Además, reconoce que el mayor desafío es lograr que las mujeres se sientan seguras no sólo de usar un lactario sin enfrentar comentarios despectivos, sexismo o machismo, sino mantenerse en el mercado laboral.
“Los indicadores de rotación y retención muestran que la mayor pérdida de talento femenino ocurre después del periodo de maternidad”, lamenta. Agrega que el salario de las mujeres puede verse afectado alrededor de un 24% sólo por el embarazo debido a que son excluidas y el problema sigue latente en el puerperio.
Además de la falta de espacios y políticas de apoyo, la ausencia de acompañamiento durante el proceso de lactancia puede generar complicaciones de salud y afectar la permanencia laboral de las mujeres.
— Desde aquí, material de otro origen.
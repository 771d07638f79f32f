use std::path::PathBuf;

use clap::{Parser, ValueEnum};
use serde::Deserialize;

/// What to do when locating or updating a record fails.
#[derive(ValueEnum, Deserialize, Debug, Clone, Copy, PartialEq, Eq)]
#[serde(rename_all = "lowercase")]
pub enum FailurePolicy {
    /// Log the failure and retry on the next tick.
    Continue,
    /// Log the failure and terminate the process.
    Exit,
}

#[derive(Parser, Debug)]
#[command(author, version, about = "Keep Route 53 A records pointed at this host's public IP", long_about = None)]
pub struct Options {
    /// JSON or YAML file describing one or more accounts
    #[arg(short, long, conflicts_with_all = ["id", "key", "zone_id", "domain_url"])]
    pub config_file: Option<PathBuf>,

    /// AWS access key id
    #[arg(required_unless_present = "config_file")]
    pub id: Option<String>,

    /// AWS secret access key
    #[arg(required_unless_present = "config_file")]
    pub key: Option<String>,

    /// Hosted zone holding the record
    #[arg(required_unless_present = "config_file")]
    pub zone_id: Option<String>,

    /// Domain whose A record is kept up to date
    #[arg(required_unless_present = "config_file")]
    pub domain_url: Option<String>,

    /// Seconds between checks, 0 checks once and exits
    #[arg(short, long)]
    pub interval: Option<u64>,

    /// debug, info, warning, error or critical
    #[arg(short, long)]
    pub log_level: Option<String>,

    /// continue or exit when an update fails
    #[arg(long, value_enum)]
    pub on_failure: Option<FailurePolicy>,

    /// Seconds to wait for a change to reach INSYNC
    #[arg(long)]
    pub wait_timeout: Option<u64>,
}
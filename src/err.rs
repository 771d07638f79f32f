use thiserror::Error;

pub type Result<T> = std::result::Result<T, AppErr>;

#[derive(Debug, Error)]
pub enum AppErr {
    /// The request never produced a usable HTTP response.
    #[error("transport error: {0}")]
    Transport(String),

    /// The provider answered, but not with a success status.
    #[error("provider returned status {status}: {msg}")]
    ProviderStatus { status: u16, msg: String },

    #[error("hosted zone not found: {0}")]
    ZoneNotFound(String),

    #[error("could not find an A record for {0} in any configured zone")]
    RecordNotFound(String),

    #[error("record value mismatch for {domain}: {resolved} not in {values:?}")]
    ValueMismatch {
        domain: String,
        resolved: String,
        values: Vec<String>,
    },

    #[error("change {id} failed: {reason}")]
    ChangeFailed { id: String, reason: String },

    #[error("change {id} not in sync after {secs}s")]
    ChangeTimeout { id: String, secs: u64 },

    #[error("cannot resolve {domain}: {msg}")]
    Resolve { domain: String, msg: String },

    #[error("invalid ip address {0:?}")]
    InvalidIp(String),

    #[error("config: {0}")]
    Config(String),

    #[error(transparent)]
    Io(#[from] std::io::Error),
}

impl From<reqwest::Error> for AppErr {
    fn from(value: reqwest::Error) -> Self {
        match value.status() {
            Some(status) => Self::ProviderStatus {
                status: status.as_u16(),
                msg: value.to_string(),
            },
            None => Self::Transport(value.to_string()),
        }
    }
}

impl From<std::net::AddrParseError> for AppErr {
    fn from(value: std::net::AddrParseError) -> Self {
        Self::InvalidIp(value.to_string())
    }
}

impl From<serde_json::Error> for AppErr {
    fn from(value: serde_json::Error) -> Self {
        Self::Config(format!("[serde json]: {}", value))
    }
}

impl From<serde_yaml::Error> for AppErr {
    fn from(value: serde_yaml::Error) -> Self {
        Self::Config(format!("[serde yaml]: {}", value))
    }
}

impl From<aws_sdk_route53::error::BuildError> for AppErr {
    fn from(value: aws_sdk_route53::error::BuildError) -> Self {
        Self::Config(format!("[route53 request]: {}", value))
    }
}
Ana María Flores menciona que muchas trabajadoras no aprendieron a amamantar y eso puede generar complicaciones como la mastitis.
Recuerda el caso de una mujer a la que nunca le prohibieron de forma explícita que amamantara, pero le resultaba difícil hacerlo porque cuando decía que iba a extraerse leche su jefe hacía gestos de desaprobación. “El resultado fue que terminó hospitalizada por una mastitis y renunció a su trabajo”.
La falta de condiciones adecuadas para las madres lactantes tiene un impacto en el ausentismo. La Guía para la instalación y funcionamiento de salas de lactancia destaca que los bebés no amamantados tienen mayor riesgo de enfermedades infecciosas, lo que eleva el ausentismo de las madres entre un 30% y 70 por ciento.
UNICEF resalta que una “lactancia exitosa no depende solamente de las mujeres, sino del estímulo, apoyo y protección de toda la sociedad, incluyendo a los miembros de familia, el gobierno, los profesionales de la salud, y los empleadores”.
No obstante, las especialistas coinciden en que el principal desafío es garantizar condiciones laborales que permitan a las mujeres ejercer su derecho a la lactancia sin enfrentar estigmas y contar con espacios adecuados, entendiendo que no se trata de un asunto sólo de ellas.
Agregan que avanzar en políticas públicas dirigidas a la lactancia y maternidad favorece a las trabajadoras, a sus hijos y mejora el clima laboral, incrementa la lealtad hacia la empresa y reduce los niveles de ansiedad y depresión, lo cual contribuye a la retención del talento femenino.